Which brings us to this summer’s tour, a deliberate farewell to the road. It kicked off in May in Pittsburgh, this 17‑city journey carries a quiet intensity, with Barry manning every note, high and low. He told People, “The night I can’t hit the F‑natural on ‘Even Now,’ that’s the day I throw in the towel. But I can still do it.” Each night is a declaration: “Yes, I’m here, and I still love this”.
Bay Area fans are especially lucky. On July 18 he’ll perform at the Oakland Arena, followed by stops in Sacramento’s Golden 1 Center on July 19 and San Jose’s SAP Center on July 20, the final curtain call for this farewell tour. These cities hold decades of memories, from countless balcony serenades to communal catharsis in familiar lyrics. Now, with real finality, he’ll turn those flashes of nostalgia into shared grace.
But retirement isn’t part of the plan. Barry’s working on his final studio album, reshaping tracks to shed orchestral luxuries in favor of contemporary resonance, subtle yet bold. And after arenas go dark, he’ll light up Las Vegas once more with a lifetime residency at Westgate Resort & Casino, where he’ll continue performing in case you miss him during this tour.
This decision isn’t a retreat, it’s a transformation. No more cross-country or world travel, but a stable stage where intimacy thrives. The songs will live on, performed by the same heartfelt voice that has serenaded millions since the 1970s from Boston to Denver, and every town in between.
Perhaps even more poignant is Barry’s personal journey. After years of careful privacy, he came out and married longtime partner Garry Kief in 2014, a revelation embraced by fans with warmth and acceptance.
What makes this all so beautifully genuine? It’s sincerity without spectacle. Barry doesn’t need pyrotechnics or dramatic flair. He just needs his piano, his voice, and a crowd willing to feel. Each note is steeped in decades of crafted care, each pause filled with honest breath and devotion.

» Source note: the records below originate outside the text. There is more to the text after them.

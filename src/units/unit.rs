//! # Unit abstraction.
//!
//! A [`Unit`] is one long-running workload supervised as part of a group.
//! The supervisor drives every unit through the same three capabilities:
//!
//! ```text
//! start():   bind_cancellation(child_token)   (exactly once, before launch)
//!            spawn(run())                      (one task per unit)
//! shutdown:  request_stop()                    (exactly once, concurrently with siblings)
//!            child_token.cancel()
//! ```
//!
//! Standard shapes are provided by [`StopFnUnit`](crate::StopFnUnit),
//! [`TokenUnit`](crate::TokenUnit) and [`ChannelUnit`](crate::ChannelUnit);
//! implement the trait directly for anything else.

use std::sync::Arc;

use async_trait::async_trait;
use tokio_util::sync::CancellationToken;

use crate::error::UnitError;

/// Shared handle to a unit (`Arc<dyn Unit>`).
pub type UnitRef = Arc<dyn Unit>;

/// # Supervised, stoppable unit of work.
///
/// # Example
/// ```
/// use std::sync::OnceLock;
/// use async_trait::async_trait;
/// use tokio_util::sync::CancellationToken;
/// use groupvisor::{Unit, UnitError};
///
/// #[derive(Default)]
/// struct Ticker {
///     token: OnceLock<CancellationToken>,
/// }
///
/// #[async_trait]
/// impl Unit for Ticker {
///     fn bind_cancellation(&self, token: CancellationToken) {
///         let _ = self.token.set(token);
///     }
///
///     async fn run(&self) -> Result<(), UnitError> {
///         let token = self.token.get().ok_or(UnitError::Unbound)?;
///         token.cancelled().await;
///         Ok(())
///     }
/// }
/// ```
#[async_trait]
pub trait Unit: Send + Sync + 'static {
    /// Stores the unit's cancellation token so `run` can observe it.
    ///
    /// Called once by the supervisor at start, before `run`.
    fn bind_cancellation(&self, token: CancellationToken);

    /// Executes the workload until it completes or observes cancellation.
    ///
    /// An `Err` is recorded as the group's failure (first one wins). Returning,
    /// for any reason, triggers shutdown of the whole group.
    async fn run(&self) -> Result<(), UnitError>;

    /// Asks the workload to stop.
    ///
    /// Called once during group shutdown, concurrently with the other units.
    /// Must return promptly. Defaults to a no-op for units driven purely by
    /// their cancellation token.
    async fn request_stop(&self) {}
}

For this writer, the farewell will carry a particularly bittersweet weight. I’ve been a Fanilow since the age of four, long before I even spoke English fluently. Growing up in Costa Rica, I belted out “This One’s For You” in a blend of made up English gibberish and childhood conviction, while nailing the chorus every time. That early devotion sparked something lasting: I took up piano because of Barry and still play to this day. And yet, despite a lifetime of admiration, I’ve never seen him live. To finally witness him in concert, during these final Bay Area shows, will be nothing short of emotional, a long-awaited meeting with the music that’s shaped so much of my life.
That’s the brilliance of Barry Manilow. Not merely the hits or the decades of charts, but the trust he forged with fans through authenticity. That trust is the true encore, one that doesn’t fade when the lights go down, and certainly won’t stop after these last concerts echo into silence.
Because no matter what comes next, Barry’s song lives on.